> _Exercise details_: Your answer should be the lines below from the one with "let rsi_val = rsi(&closes, config.rsi_period).last().copied()??;" to the one with "and fill reconciliation", both included, given again exactly and with nothing added.

> _The input_:
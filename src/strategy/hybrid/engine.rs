//! The hybrid grid + DCA planning engine
//!
//! Deterministic given (state, bundle, bar, equity, policy): each bar maps
//! to exactly one [`Plan`]. Replaying the same bar stream on a fresh engine
//! reproduces the same plans, which the test suite leans on.

use chrono::{DateTime, Utc};
use tracing::{debug, info};

use crate::indicators::IndicatorBundle;
use crate::{Candle, Side, Symbol};

use super::config::HybridPolicy;
use super::gate;
use super::plan::{Band, EngineState, GateState, Plan, PlanOrder};

pub struct HybridEngine {
    symbol: Symbol,
    policy: HybridPolicy,
    bar_seconds: i64,
    state: EngineState,
}

impl HybridEngine {
    pub fn new(symbol: Symbol, policy: HybridPolicy) -> Self {
        let bar_seconds = policy.bar_seconds();
        info!(symbol = %symbol, timeframe = %policy.bar_timeframe, "Hybrid engine initialized");
        HybridEngine {
            symbol,
            policy,
            bar_seconds,
            state: EngineState::default(),
        }
    }

    pub fn symbol(&self) -> &Symbol {
        &self.symbol
    }

    pub fn policy(&self) -> &HybridPolicy {
        &self.policy
    }

    pub fn state(&self) -> &EngineState {
        &self.state
    }

    /// Process one bar and produce the trading plan
    pub fn on_bar(&mut self, bar: &Candle, bundle: &IndicatorBundle, equity: f64) -> Plan {
        let ref_price = bar.close;
        let (band, spread_pct) = self.compute_band_and_spread(bundle);

        let mut plan = Plan::empty(ref_price, band, spread_pct);

        let (gate_state, sl_action) = gate::evaluate(
            &mut self.state,
            &self.policy,
            self.bar_seconds,
            bar.datetime,
            ref_price,
            equity,
            bundle.rsi,
        );
        plan.pnl_gate_state = gate_state;
        plan.sl_action = sl_action;

        if plan.sl_action.stop {
            return plan;
        }

        match gate_state {
            GateState::Run => {
                if self.policy.grid_enabled {
                    let (grid_orders, kill_replace) =
                        self.plan_grid(ref_price, spread_pct, bar.datetime);
                    plan.grid_orders = grid_orders;
                    plan.kill_replace = kill_replace;
                }
                if self.policy.dca_enabled {
                    plan.dca_orders = self.plan_dca(ref_price, bundle, bar.datetime);
                }
                if self.policy.tp_enabled {
                    plan.tp_orders = self.plan_tp(ref_price, bundle, band);
                }
            }
            GateState::Degraded => {
                if self.policy.dca_enabled {
                    plan.dca_orders = self.plan_dca(ref_price, bundle, bar.datetime);
                }
                if self.policy.tp_enabled {
                    plan.tp_orders = self.plan_tp(ref_price, bundle, band);
                }
            }
            GateState::Paused => {}
        }

        plan
    }

    /// Record a DCA fill price for the minimum-distance rule
    pub fn notify_dca_fill(&mut self, fill_price: f64) {
        self.state.last_dca_fill_price = Some(fill_price);
        info!(symbol = %self.symbol, price = fill_price, "DCA fill recorded");
    }

    /// Classify the volatility band from ATR% and apply the RSI adjustment
    fn compute_band_and_spread(&self, bundle: &IndicatorBundle) -> (Band, f64) {
        if !self.policy.use_dynamic_spread {
            return (Band::Mid, self.policy.fixed_spread_pct);
        }

        let (band, base_spread) = if bundle.atr_pct < self.policy.band_near_threshold {
            (Band::Near, self.policy.spread_near_pct)
        } else if bundle.atr_pct < self.policy.band_mid_threshold {
            (Band::Mid, self.policy.spread_mid_pct)
        } else {
            (Band::Far, self.policy.spread_far_pct)
        };

        let spread_pct = if self.policy.rsi_adjust_enabled {
            let rsi_factor = if bundle.rsi < 30.0 {
                1.0 - self.policy.rsi_adjust_factor
            } else if bundle.rsi > 70.0 {
                1.0 + self.policy.rsi_adjust_factor
            } else {
                1.0
            };
            base_spread * rsi_factor
        } else {
            base_spread
        };

        (band, spread_pct.clamp(0.1, 2.0))
    }

    /// Plan symmetric grid levels around the reference price
    fn plan_grid(
        &mut self,
        ref_price: f64,
        spread_pct: f64,
        timestamp: DateTime<Utc>,
    ) -> (Vec<PlanOrder>, bool) {
        let mut kill_replace = false;

        if let Some(last_ref) = self.state.last_grid_ref_price {
            let drift_pct = ((ref_price - last_ref) / last_ref).abs() * 100.0;
            if drift_pct > self.policy.grid_kill_replace_threshold_pct {
                kill_replace = true;
                info!(
                    symbol = %self.symbol,
                    drift = format!("{:.2}", drift_pct),
                    threshold = self.policy.grid_kill_replace_threshold_pct,
                    "Grid kill-replace triggered"
                );
            }
        }

        if !kill_replace {
            if let Some(last_ts) = self.state.last_grid_timestamp {
                let elapsed = (timestamp - last_ts).num_seconds();
                if elapsed < self.policy.grid_min_seconds_between {
                    debug!(
                        symbol = %self.symbol,
                        elapsed,
                        min = self.policy.grid_min_seconds_between,
                        "Grid cooldown active"
                    );
                    return (Vec::new(), false);
                }
            }
        }

        let mut grid_orders = Vec::with_capacity(self.policy.grid_levels_per_side * 2);
        for i in 1..=self.policy.grid_levels_per_side {
            let step = (spread_pct / 100.0) * i as f64;
            grid_orders.push(PlanOrder::new(
                Side::Buy,
                ref_price * (1.0 - step),
                format!("grid_buy_{}", i),
            ));
            grid_orders.push(PlanOrder::new(
                Side::Sell,
                ref_price * (1.0 + step),
                format!("grid_sell_{}", i),
            ));
        }

        if !grid_orders.is_empty() || kill_replace {
            self.state.last_grid_ref_price = Some(ref_price);
            self.state.last_grid_timestamp = Some(timestamp);
        }

        debug!(
            symbol = %self.symbol,
            orders = grid_orders.len(),
            spread = format!("{:.3}", spread_pct),
            kill_replace,
            "Grid planned"
        );

        (grid_orders, kill_replace)
    }

    /// Plan a single DCA buy when oversold
    fn plan_dca(
        &mut self,
        ref_price: f64,
        bundle: &IndicatorBundle,
        timestamp: DateTime<Utc>,
    ) -> Vec<PlanOrder> {
        if bundle.rsi >= self.policy.dca_rsi_threshold {
            return Vec::new();
        }

        if self.policy.dca_use_ema_gate && ref_price >= bundle.ema_fast {
            return Vec::new();
        }

        if let Some(last_ts) = self.state.last_dca_timestamp {
            let bars_elapsed = (timestamp - last_ts).num_seconds() as f64 / self.bar_seconds as f64;
            if bars_elapsed < self.policy.dca_cooldown_bars {
                debug!(
                    symbol = %self.symbol,
                    bars = format!("{:.1}", bars_elapsed),
                    cooldown = self.policy.dca_cooldown_bars,
                    "DCA cooldown active"
                );
                return Vec::new();
            }
        }

        if let Some(last_fill) = self.state.last_dca_fill_price {
            let distance_pct = ((ref_price - last_fill) / last_fill).abs() * 100.0;
            if distance_pct < self.policy.dca_min_distance_from_last_fill_pct {
                debug!(
                    symbol = %self.symbol,
                    distance = format!("{:.2}", distance_pct),
                    min = self.policy.dca_min_distance_from_last_fill_pct,
                    "DCA too close to last fill"
                );
                return Vec::new();
            }
        }

        let dca_price = ref_price * (1.0 - self.policy.dca_price_offset_pct / 100.0);
        self.state.last_dca_timestamp = Some(timestamp);

        info!(
            symbol = %self.symbol,
            rsi = format!("{:.1}", bundle.rsi),
            price = dca_price,
            "DCA triggered"
        );

        vec![PlanOrder::new(
            Side::Buy,
            dca_price,
            format!("dca_rsi{:.0}", bundle.rsi),
        )]
    }

    /// Plan a single TP sell when overbought
    fn plan_tp(&self, ref_price: f64, bundle: &IndicatorBundle, band: Band) -> Vec<PlanOrder> {
        if bundle.rsi < self.policy.tp_rsi_threshold {
            return Vec::new();
        }

        if ref_price < bundle.ema_fast {
            return Vec::new();
        }

        let tp_spread = match band {
            Band::Near => self.policy.tp_spread_near_pct,
            Band::Mid => self.policy.tp_spread_mid_pct,
            Band::Far => self.policy.tp_spread_far_pct,
        };

        let tp_price = ref_price * (1.0 + tp_spread / 100.0);

        info!(
            symbol = %self.symbol,
            rsi = format!("{:.1}", bundle.rsi),
            band = %band,
            price = tp_price,
            "TP triggered"
        );

        vec![PlanOrder::new(
            Side::Sell,
            tp_price,
            format!("tp_rsi{:.0}_band{}", bundle.rsi, band),
        )]
    }
}
//! Hybrid Grid Trading
//!
//! An automated crypto-spot trading system combining grid market-making
//! with conditional dollar-cost-averaging on the same instrument, governed
//! by a PnL gate state machine and a latched hard stop with auto-resume.
//! Supports backtest, paper, testnet, and mainnet modes.

pub mod backtest;
pub mod common;
pub mod config;
pub mod data;
pub mod exchange;
pub mod indicators;
pub mod oms;
pub mod portfolio;
pub mod session_log;
pub mod state_store;
pub mod strategy;
pub mod types;

pub use config::Config;
pub use exchange::{Exchange, ExchangeError};
pub use indicators::{IndicatorBundle, IndicatorConfig};
pub use portfolio::{Portfolio, Position};
pub use strategy::hybrid::{GateState, HybridEngine, HybridPolicy, Plan};
pub use types::*;
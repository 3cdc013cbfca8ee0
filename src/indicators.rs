//! Technical indicators powered by the `ta` crate
//!
//! RSI, EMAs, and Bollinger Bands come from the battle-tested `ta` crate.
//! ATR and ADX are implemented by hand because the system requires Wilder's
//! smoothing, which differs from the `ta` definitions.
//!
//! The [`IndicatorBundle`] is the read-only snapshot handed to the strategy
//! engine each bar: the latest value of every indicator the planner reads.

use ta::indicators::{BollingerBands as TaBB, ExponentialMovingAverage, RelativeStrengthIndex};
use ta::Next;

use crate::Candle;

/// Type alias for band indicators (upper, middle, lower)
pub type BandOutput = (Vec<Option<f64>>, Vec<Option<f64>>, Vec<Option<f64>>);

// =============================================================================
// Moving Averages
// =============================================================================

/// Calculate Exponential Moving Average
pub fn ema(values: &[f64], period: usize) -> Vec<Option<f64>> {
    if values.is_empty() || period == 0 {
        return vec![];
    }

    let mut indicator = match ExponentialMovingAverage::new(period) {
        Ok(i) => i,
        Err(_) => return vec![None; values.len()],
    };

    let mut result = Vec::with_capacity(values.len());

    for (i, &value) in values.iter().enumerate() {
        let ema_val = indicator.next(value);
        if i + 1 >= period {
            result.push(Some(ema_val));
        } else {
            result.push(None);
        }
    }

    result
}

// =============================================================================
// Volatility Indicators
// =============================================================================

/// Calculate True Range
pub fn true_range(high: &[f64], low: &[f64], close: &[f64]) -> Vec<f64> {
    let mut tr = Vec::with_capacity(high.len());

    for i in 0..high.len() {
        let tr_value = if i == 0 {
            high[i] - low[i]
        } else {
            let hl = high[i] - low[i];
            let hc = (high[i] - close[i - 1]).abs();
            let lc = (low[i] - close[i - 1]).abs();
            hl.max(hc).max(lc)
        };
        tr.push(tr_value);
    }

    tr
}

/// Calculate Average True Range (ATR) using Wilder's smoothing
///
/// ATR = (prev_ATR * (period - 1) + current_TR) / period, seeded with the
/// SMA of the first `period` true-range values.
pub fn atr(high: &[f64], low: &[f64], close: &[f64], period: usize) -> Vec<Option<f64>> {
    if high.is_empty() || period == 0 || high.len() != low.len() || high.len() != close.len() {
        return vec![];
    }

    let tr = true_range(high, low, close);
    let mut result = Vec::with_capacity(high.len());

    let mut atr_value: Option<f64> = None;

    for i in 0..tr.len() {
        if i + 1 < period {
            result.push(None);
        } else if i + 1 == period {
            let sum: f64 = tr[0..period].iter().sum();
            atr_value = Some(sum / period as f64);
            result.push(atr_value);
        } else if let Some(prev_atr) = atr_value {
            let new_atr = (prev_atr * (period - 1) as f64 + tr[i]) / period as f64;
            atr_value = Some(new_atr);
            result.push(atr_value);
        } else {
            result.push(None);
        }
    }

    result
}

/// Calculate Bollinger Bands using ta crate
pub fn bollinger_bands(values: &[f64], period: usize, num_std: f64) -> BandOutput {
    if values.is_empty() || period == 0 {
        return (vec![], vec![], vec![]);
    }

    let mut indicator = match TaBB::new(period, num_std) {
        Ok(i) => i,
        Err(_) => {
            return (
                vec![None; values.len()],
                vec![None; values.len()],
                vec![None; values.len()],
            )
        }
    };

    let mut upper = Vec::with_capacity(values.len());
    let mut middle = Vec::with_capacity(values.len());
    let mut lower = Vec::with_capacity(values.len());

    for (i, &value) in values.iter().enumerate() {
        let bb = indicator.next(value);
        if i + 1 >= period {
            upper.push(Some(bb.upper));
            middle.push(Some(bb.average));
            lower.push(Some(bb.lower));
        } else {
            upper.push(None);
            middle.push(None);
            lower.push(None);
        }
    }

    (upper, middle, lower)
}

// =============================================================================
// Momentum Indicators
// =============================================================================

/// Calculate RSI (Relative Strength Index) using ta crate
pub fn rsi(values: &[f64], period: usize) -> Vec<Option<f64>> {
    if values.is_empty() || period == 0 {
        return vec![];
    }

    let mut indicator = match RelativeStrengthIndex::new(period) {
        Ok(i) => i,
        Err(_) => return vec![None; values.len()],
    };

    let mut result = Vec::with_capacity(values.len());

    for (i, &value) in values.iter().enumerate() {
        let rsi_val = indicator.next(value);
        if i + 1 >= period {
            result.push(Some(rsi_val));
        } else {
            result.push(None);
        }
    }

    result
}

// =============================================================================
// Trend Indicators
// =============================================================================

/// Apply Wilder's smoothing to a series
/// Wilder's smoothing: new_value = (prev_value * (period - 1) + current) / period
fn wilders_smooth(values: &[f64], period: usize) -> Vec<Option<f64>> {
    if values.is_empty() || period == 0 {
        return vec![];
    }

    let mut result = Vec::with_capacity(values.len());
    let mut smoothed: Option<f64> = None;

    for i in 0..values.len() {
        if i + 1 < period {
            result.push(None);
        } else if i + 1 == period {
            let sum: f64 = values[0..period].iter().sum();
            smoothed = Some(sum / period as f64);
            result.push(smoothed);
        } else if let Some(prev) = smoothed {
            let new_val = (prev * (period - 1) as f64 + values[i]) / period as f64;
            smoothed = Some(new_val);
            result.push(smoothed);
        } else {
            result.push(None);
        }
    }

    result
}

/// Calculate Directional Movement Index (DMI) components using Wilder's smoothing
/// Returns (+DI, -DI)
pub fn dmi(
    high: &[f64],
    low: &[f64],
    close: &[f64],
    period: usize,
) -> (Vec<Option<f64>>, Vec<Option<f64>>) {
    if high.is_empty() || period == 0 {
        return (vec![], vec![]);
    }

    let mut plus_dm = vec![0.0; high.len()];
    let mut minus_dm = vec![0.0; high.len()];

    for i in 1..high.len() {
        let up_move = high[i] - high[i - 1];
        let down_move = low[i - 1] - low[i];

        if up_move > down_move && up_move > 0.0 {
            plus_dm[i] = up_move;
        }
        if down_move > up_move && down_move > 0.0 {
            minus_dm[i] = down_move;
        }
    }

    let smoothed_plus_dm = wilders_smooth(&plus_dm, period);
    let smoothed_minus_dm = wilders_smooth(&minus_dm, period);
    let atr_values = atr(high, low, close, period);

    let mut plus_di = Vec::with_capacity(high.len());
    let mut minus_di = Vec::with_capacity(high.len());

    for i in 0..high.len() {
        match (
            smoothed_plus_dm.get(i),
            smoothed_minus_dm.get(i),
            atr_values.get(i),
        ) {
            (Some(Some(pdm)), Some(Some(mdm)), Some(Some(atr_val))) if *atr_val > 0.0 => {
                plus_di.push(Some(pdm / atr_val * 100.0));
                minus_di.push(Some(mdm / atr_val * 100.0));
            }
            _ => {
                plus_di.push(None);
                minus_di.push(None);
            }
        }
    }

    (plus_di, minus_di)
}

/// Calculate Average Directional Index (ADX) using Wilder's smoothing
///
/// ADX requires 2*period - 1 warmup bars:
/// - First period for DI values to become valid
/// - Second period for ADX smoothing of DX values
pub fn adx(high: &[f64], low: &[f64], close: &[f64], period: usize) -> Vec<Option<f64>> {
    if high.is_empty() || period == 0 {
        return vec![];
    }

    let (plus_di, minus_di) = dmi(high, low, close, period);

    // DI values become valid at index (period - 1)
    let di_start = period - 1;

    let mut result = vec![None; high.len()];

    let mut dx_values: Vec<f64> = Vec::new();
    for i in di_start..high.len() {
        if let (Some(pdi), Some(mdi)) = (
            plus_di.get(i).and_then(|x| *x),
            minus_di.get(i).and_then(|x| *x),
        ) {
            let sum = pdi + mdi;
            if sum > 0.0 {
                dx_values.push((pdi - mdi).abs() / sum * 100.0);
            } else {
                dx_values.push(0.0);
            }
        } else {
            dx_values.push(0.0);
        }
    }

    if dx_values.len() >= period {
        let mut adx_value: Option<f64> = None;

        for (j, &dx) in dx_values.iter().enumerate() {
            let bar_idx = di_start + j;

            if j + 1 < period {
                // Not enough DX values yet
            } else if j + 1 == period {
                let sum: f64 = dx_values[0..period].iter().sum();
                adx_value = Some(sum / period as f64);
                result[bar_idx] = adx_value;
            } else if let Some(prev_adx) = adx_value {
                let new_adx = (prev_adx * (period - 1) as f64 + dx) / period as f64;
                adx_value = Some(new_adx);
                result[bar_idx] = adx_value;
            }
        }
    }

    result
}

// =============================================================================
// Indicator Bundle
// =============================================================================

/// Indicator periods used to build a bundle
#[derive(Debug, Clone)]
pub struct IndicatorConfig {
    pub rsi_period: usize,
    pub atr_period: usize,
    pub ema_fast_period: usize,
    pub ema_mid_period: usize,
    pub ema_slow_period: usize,
    pub bb_period: usize,
    pub bb_num_std: f64,
    /// Minimum candles required before a bundle is produced
    pub warmup_bars: usize,
}

impl Default for IndicatorConfig {
    fn default() -> Self {
        IndicatorConfig {
            rsi_period: 14,
            atr_period: 14,
            ema_fast_period: 9,
            ema_mid_period: 21,
            ema_slow_period: 50,
            bb_period: 20,
            bb_num_std: 2.0,
            warmup_bars: 50,
        }
    }
}

/// Snapshot of the latest indicator values for one symbol
///
/// Produced once per bar and read-only after that. The strategy engine sees
/// only this struct, never the candle history.
#[derive(Debug, Clone)]
pub struct IndicatorBundle {
    pub close: f64,
    pub open: f64,
    pub high: f64,
    pub low: f64,
    pub volume: f64,
    pub rsi: f64,
    pub atr: f64,
    pub atr_pct: f64,
    pub ema_fast: f64,
    pub ema_mid: f64,
    pub ema_slow: f64,
    pub bb_upper: f64,
    pub bb_middle: f64,
    pub bb_lower: f64,
}

impl IndicatorBundle {
    /// Build a bundle from a chronological candle window
    ///
    /// Returns `None` when the window is shorter than the warmup period or
    /// any required indicator has not converged yet.
    pub fn compute(candles: &[Candle], config: &IndicatorConfig) -> Option<IndicatorBundle> {
        if candles.len() < config.warmup_bars {
            return None;
        }

        let closes: Vec<f64> = candles.iter().map(|c| c.close).collect();
        let highs: Vec<f64> = candles.iter().map(|c| c.high).collect();
        let lows: Vec<f64> = candles.iter().map(|c| c.low).collect();

        let last = candles.last()?;

        let rsi_val = rsi(&closes, config.rsi_period).last().copied()??;
        let atr_val = atr(&highs, &lows, &closes, config.atr_period)
            .last()
            .copied()??;
        let ema_fast = ema(&closes, config.ema_fast_period).last().copied()??;
        let ema_mid = ema(&closes, config.ema_mid_period).last().copied()??;
        let ema_slow = ema(&closes, config.ema_slow_period).last().copied()??;

        let (bb_u, bb_m, bb_l) = bollinger_bands(&closes, config.bb_period, config.bb_num_std);
        let bb_upper = bb_u.last().copied()??;
        let bb_middle = bb_m.last().copied()??;
        let bb_lower = bb_l.last().copied()??;

        let atr_pct = if last.close > 0.0 {
            (atr_val / last.close) * 100.0
        } else {
            0.0
        };

        Some(IndicatorBundle {
            close: last.close,
            open: last.open,
            high: last.high,
            low: last.low,
            volume: last.volume,
            rsi: rsi_val,
            atr: atr_val,
            atr_pct,
            ema_fast,
            ema_mid,
            ema_slow,
            bb_upper,
            bb_middle,
            bb_lower,
        })
    }
}

// =============================================================================
// Tests
// =============================================================================
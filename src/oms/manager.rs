//! The order manager: placement, stale sweeps, and fill reconciliation
//!
//! Per tick and per symbol the driver calls, in order: `place_plan` (which
//! runs kill-replace cancellations before new grid placements), then
//! `sweep_stale`, then fill reconciliation. The sweep-before-reconcile
//! ordering guarantees a stale order can never fill after its age expired.

use anyhow::Result;
use chrono::{DateTime, Utc};
use std::collections::HashMap;
use tracing::{debug, info, warn};

use crate::exchange::{Exchange, ExchangeError, SymbolFilters};
use crate::portfolio::Portfolio;
use crate::session_log::{FillLogEntry, OrderLogEntry, SessionLog};
use crate::strategy::hybrid::{GateState, HybridEngine, HybridPolicy, Plan, PlanOrder};
use crate::{PositionSide, Side, Symbol, TradingMode};

use super::types::{next_local_order_id, CancelReason, OrderKind, PendingOrder};

/// Order manager configuration
#[derive(Debug, Clone)]
pub struct OrderManagerConfig {
    /// Strategy name stamped on positions and records
    pub strategy_name: String,
    /// Fraction of equity committed per order
    pub order_size_pct: f64,
    /// Fee rate applied to every fill notional
    pub fee_rate: f64,
    pub mode: TradingMode,
}

impl Default for OrderManagerConfig {
    fn default() -> Self {
        OrderManagerConfig {
            strategy_name: "Hybrid".to_string(),
            order_size_pct: 0.01,
            fee_rate: 0.001,
            mode: TradingMode::Paper,
        }
    }
}

/// Owns pending orders per symbol plus the previous-tick ATR% snapshots
pub struct OrderManager {
    config: OrderManagerConfig,
    pending: HashMap<Symbol, Vec<PendingOrder>>,
    prev_atr_pct: HashMap<Symbol, f64>,
    default_filters: SymbolFilters,
    log: SessionLog,
}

> _Finished exercise_:
        let rsi_val = rsi(&closes, config.rsi_period).last().copied()??;
        let atr_val = atr(&highs, &lows, &closes, config.atr_period)
            .last()
            .copied()??;
        let ema_fast = ema(&closes, config.ema_fast_period).last().copied()??;
        let ema_mid = ema(&closes, config.ema_mid_period).last().copied()??;
        let ema_slow = ema(&closes, config.ema_slow_period).last().copied()??;

        let (bb_u, bb_m, bb_l) = bollinger_bands(&closes, config.bb_period, config.bb_num_std);
        let bb_upper = bb_u.last().copied()??;
        let bb_middle = bb_m.last().copied()??;
        let bb_lower = bb_l.last().copied()??;

        let atr_pct = if last.close > 0.0 {
            (atr_val / last.close) * 100.0
        } else {
            0.0
        };

        Some(IndicatorBundle {
            close: last.close,
            open: last.open,
            high: last.high,
            low: last.low,
            volume: last.volume,
            rsi: rsi_val,
            atr: atr_val,
            atr_pct,
            ema_fast,
            ema_mid,
            ema_slow,
            bb_upper,
            bb_middle,
            bb_lower,
        })
    }
}

// =============================================================================
// Tests
// =============================================================================
filename src/oms/manager.rs
//! The order manager: placement, stale sweeps, and fill reconciliation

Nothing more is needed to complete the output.